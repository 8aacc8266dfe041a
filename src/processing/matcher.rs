//! Supervisor ranking: runs the four scorers per supervisor and orders the results

use crate::error::{MatcherError, Result};
use crate::processing::domain_overlap::{DomainOverlapScorer, NEUTRAL_DOMAIN_SCORE};
use crate::processing::embeddings::{EmbeddingBackend, EmbeddingEngine, SemanticScorer};
use crate::processing::methodology::{methodology_score, MethodologyExtractor, NEUTRAL_METHODOLOGY_SCORE};
use crate::processing::profile::{MatchResult, ProjectDescription, SupervisorProfile};
use crate::processing::scoring::{DetailedScores, DomainWeights};
use crate::processing::skills::{SkillExtractor, SkillOverlap};
use log::{debug, info, warn};
use std::collections::BTreeSet;
use std::sync::Arc;
use std::time::Instant;

/// Research alignment when it cannot be computed.
pub const NEUTRAL_RESEARCH_SCORE: f32 = 0.0;
/// Technical skills when they cannot be computed.
pub const NEUTRAL_TECHNICAL_SCORE: f32 = 0.0;

/// Everything derived from the student text once per matching run.
struct StudentSignals {
    text: String,
    embedding: Option<Vec<f32>>,
    skills: BTreeSet<&'static str>,
    methodology: Vec<&'static str>,
}

pub struct SupervisorMatcher {
    semantic: SemanticScorer,
    skills: SkillExtractor,
    methodology: MethodologyExtractor,
    domain: DomainOverlapScorer,
    weights: DomainWeights,
}

pub struct MatcherBuilder {
    backend: Option<Arc<dyn EmbeddingBackend>>,
    weights: DomainWeights,
    enable_caching: bool,
}

impl Default for MatcherBuilder {
    fn default() -> Self {
        Self::new()
    }
}

impl MatcherBuilder {
    pub fn new() -> Self {
        Self {
            backend: None,
            weights: DomainWeights::default(),
            enable_caching: true,
        }
    }

    pub fn backend(mut self, backend: Arc<dyn EmbeddingBackend>) -> Self {
        self.backend = Some(backend);
        self
    }

    pub fn weights(mut self, weights: DomainWeights) -> Self {
        self.weights = weights;
        self
    }

    /// Keep embeddings of texts seen before, across calls on the built matcher.
    ///
    /// The cache lives as long as the matcher and holds at most
    /// [`DEFAULT_CACHE_CAPACITY`](crate::processing::embeddings::DEFAULT_CACHE_CAPACITY) texts; see [`EmbeddingEngine`].
    pub fn enable_caching(mut self, enable_caching: bool) -> Self {
        self.enable_caching = enable_caching;
        self
    }

    pub fn build(self) -> Result<SupervisorMatcher> {
        let backend = self.backend.ok_or_else(|| {
            MatcherError::ResourceInitialization("No embedding backend configured".to_string())
        })?;
        self.weights.validate()?;

        Ok(SupervisorMatcher {
            semantic: SemanticScorer::new(EmbeddingEngine::new(backend, self.enable_caching)),
            skills: SkillExtractor::new()?,
            methodology: MethodologyExtractor::new()?,
            domain: DomainOverlapScorer::new(),
            weights: self.weights,
        })
    }
}

impl SupervisorMatcher {
    pub fn builder() -> MatcherBuilder {
        MatcherBuilder::new()
    }

    pub fn weights(&self) -> &DomainWeights {
        &self.weights
    }

    pub fn engine(&self) -> &EmbeddingEngine {
        self.semantic.engine()
    }

    /// Rank `supervisors` for `project`, best first.
    ///
    /// Returns one result per supervisor. Ties keep their input order.
    pub fn match_supervisors(
        &self,
        project: &ProjectDescription,
        supervisors: &[SupervisorProfile],
    ) -> Vec<MatchResult> {
        self.match_text(&project.matching_text(), supervisors)
    }

    /// Rank `supervisors` against raw student text
    pub fn match_text(&self, student_text: &str, supervisors: &[SupervisorProfile]) -> Vec<MatchResult> {
        if supervisors.is_empty() {
            return Vec::new();
        }

        let start_time = Instant::now();
        let student = self.student_signals(student_text);

        let mut results: Vec<MatchResult> = supervisors
            .iter()
            .map(|supervisor| self.score_supervisor(&student, supervisor))
            .collect();

        results.sort_by(|a, b| b.final_score.total_cmp(&a.final_score));

        info!(
            "Matched {} supervisors in {:.2?}",
            results.len(),
            start_time.elapsed()
        );
        results
    }

    fn student_signals(&self, text: &str) -> StudentSignals {
        let embedding = match self.semantic.embed_text(text) {
            Ok(embedding) => embedding,
            Err(e) => {
                warn!("Could not embed student text, research alignment falls back to neutral: {}", e);
                None
            }
        };

        StudentSignals {
            text: text.to_string(),
            embedding,
            skills: SkillExtractor::flatten(&self.skills.extract_skills(text)),
            methodology: self.methodology.extract_methodology(text),
        }
    }

    fn score_supervisor(&self, student: &StudentSignals, supervisor: &SupervisorProfile) -> MatchResult {
        if !supervisor.has_interests() {
            debug!("Supervisor '{}' has no research interests, using neutral scores", supervisor.name);
            let detailed_scores = DetailedScores {
                research_alignment: NEUTRAL_RESEARCH_SCORE,
                methodology_match: NEUTRAL_METHODOLOGY_SCORE,
                technical_skills: NEUTRAL_TECHNICAL_SCORE,
                domain_knowledge: NEUTRAL_DOMAIN_SCORE,
            };
            return self.assemble(supervisor, detailed_scores, BTreeSet::new(), Vec::new());
        }

        let interests = supervisor.interests_text();

        let research_alignment = guarded(
            "research_alignment",
            &supervisor.name,
            NEUTRAL_RESEARCH_SCORE,
            self.semantic.score_against(student.embedding.as_deref(), interests),
        );

        let supervisor_methodology = self.methodology.extract_methodology(interests);
        let methodology_match = guarded(
            "methodology_match",
            &supervisor.name,
            NEUTRAL_METHODOLOGY_SCORE,
            Ok(methodology_score(&student.methodology, &supervisor_methodology)),
        );

        let supervisor_skills = SkillExtractor::flatten(&self.skills.extract_skills(interests));
        let overlap = SkillOverlap::between(&student.skills, &supervisor_skills);
        let technical_skills = guarded(
            "technical_skills",
            &supervisor.name,
            NEUTRAL_TECHNICAL_SCORE,
            Ok(overlap.score),
        );

        let domain_knowledge = guarded(
            "domain_knowledge",
            &supervisor.name,
            NEUTRAL_DOMAIN_SCORE,
            Ok(self.domain.score(&student.text, interests)),
        );

        let detailed_scores = DetailedScores {
            research_alignment,
            methodology_match,
            technical_skills,
            domain_knowledge,
        };

        self.assemble(
            supervisor,
            detailed_scores,
            overlap.shared.iter().map(|s| s.to_string()).collect(),
            supervisor_methodology.iter().map(|m| m.to_string()).collect(),
        )
    }

    fn assemble(
        &self,
        supervisor: &SupervisorProfile,
        detailed_scores: DetailedScores,
        matching_skills: BTreeSet<String>,
        methodology_overlap: Vec<String>,
    ) -> MatchResult {
        let final_score = self.weights.combine(&detailed_scores).clamp(0.0, 1.0);

        MatchResult {
            supervisor_id: supervisor.id.clone(),
            supervisor_name: supervisor.name.clone(),
            department: supervisor.department.clone(),
            final_score,
            detailed_scores,
            matching_skills,
            methodology_overlap,
        }
    }
}

/// A sub-score in [0, 1], or `neutral` with a warning when it failed or is not finite
fn guarded(signal: &str, supervisor: &str, neutral: f32, outcome: Result<f32>) -> f32 {
    match outcome {
        Ok(value) if value.is_finite() => value.clamp(0.0, 1.0),
        Ok(value) => {
            warn!(
                "Non-finite {} for '{}' ({}), using {}",
                signal, supervisor, value, neutral
            );
            neutral
        }
        Err(e) => {
            warn!("{} failed for '{}': {}, using {}", signal, supervisor, e, neutral);
            neutral
        }
    }
}

#[cfg(test)]
mod tests {
    use super::*;

    struct FailingBackend;

    impl EmbeddingBackend for FailingBackend {
        fn embed(&self, _text: &str) -> Result<Vec<f32>> {
            Err(MatcherError::Embedding("backend offline".to_string()))
        }

        fn name(&self) -> &str {
            "failing"
        }
    }

    struct NanBackend;

    impl EmbeddingBackend for NanBackend {
        fn embed(&self, _text: &str) -> Result<Vec<f32>> {
            Ok(vec![f32::NAN, 1.0])
        }

        fn name(&self) -> &str {
            "nan"
        }
    }

    fn supervisors() -> Vec<SupervisorProfile> {
        vec![
            SupervisorProfile::new("a", "Dr. A", "deep learning, pytorch, tensorflow"),
            SupervisorProfile::new("b", "Dr. B", "blockchain, solidity"),
        ]
    }

    #[test]
    fn test_builder_requires_backend() {
        let err = SupervisorMatcher::builder().build().err().unwrap();
        assert!(err.is_fatal());
    }

    #[test]
    fn test_builder_rejects_invalid_weights() {
        let weights = DomainWeights {
            research_alignment: 0.9,
            methodology_match: 0.9,
            technical_skills: 0.0,
            domain_knowledge: 0.0,
        };
        let result = SupervisorMatcher::builder()
            .backend(Arc::new(FailingBackend))
            .weights(weights)
            .build();

        assert!(matches!(result, Err(MatcherError::Configuration(_))));
    }

    #[test]
    fn test_failing_backend_falls_back_to_neutral_research() {
        let matcher = SupervisorMatcher::builder()
            .backend(Arc::new(FailingBackend))
            .build()
            .unwrap();
        let results = matcher.match_text("python, pytorch, tensorflow", &supervisors());

        assert_eq!(results.len(), 2);
        for result in &results {
            assert_eq!(result.detailed_scores.research_alignment, NEUTRAL_RESEARCH_SCORE);
        }
        assert_eq!(results[0].supervisor_id, "a");
    }

    #[test]
    fn test_non_finite_similarity_is_replaced() {
        let matcher = SupervisorMatcher::builder()
            .backend(Arc::new(NanBackend))
            .build()
            .unwrap();
        let results = matcher.match_text("python", &supervisors());

        for result in &results {
            assert_eq!(result.detailed_scores.research_alignment, NEUTRAL_RESEARCH_SCORE);
            assert!(result.final_score.is_finite());
        }
    }

    #[test]
    fn test_guarded_clamps_and_defaults() {
        assert_eq!(guarded("x", "s", 0.5, Ok(1.7)), 1.0);
        assert_eq!(guarded("x", "s", 0.5, Ok(f32::INFINITY)), 0.5);
        assert_eq!(
            guarded("x", "s", 0.5, Err(MatcherError::Computation("boom".into()))),
            0.5
        );
    }
}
------------------------------------
Identify the lines in the entries above that contain "computed", then copy them out.

SOLUTION TO THIS TASK =
/// Research alignment when it cannot be computed.
/// Technical skills when they cannot be computed.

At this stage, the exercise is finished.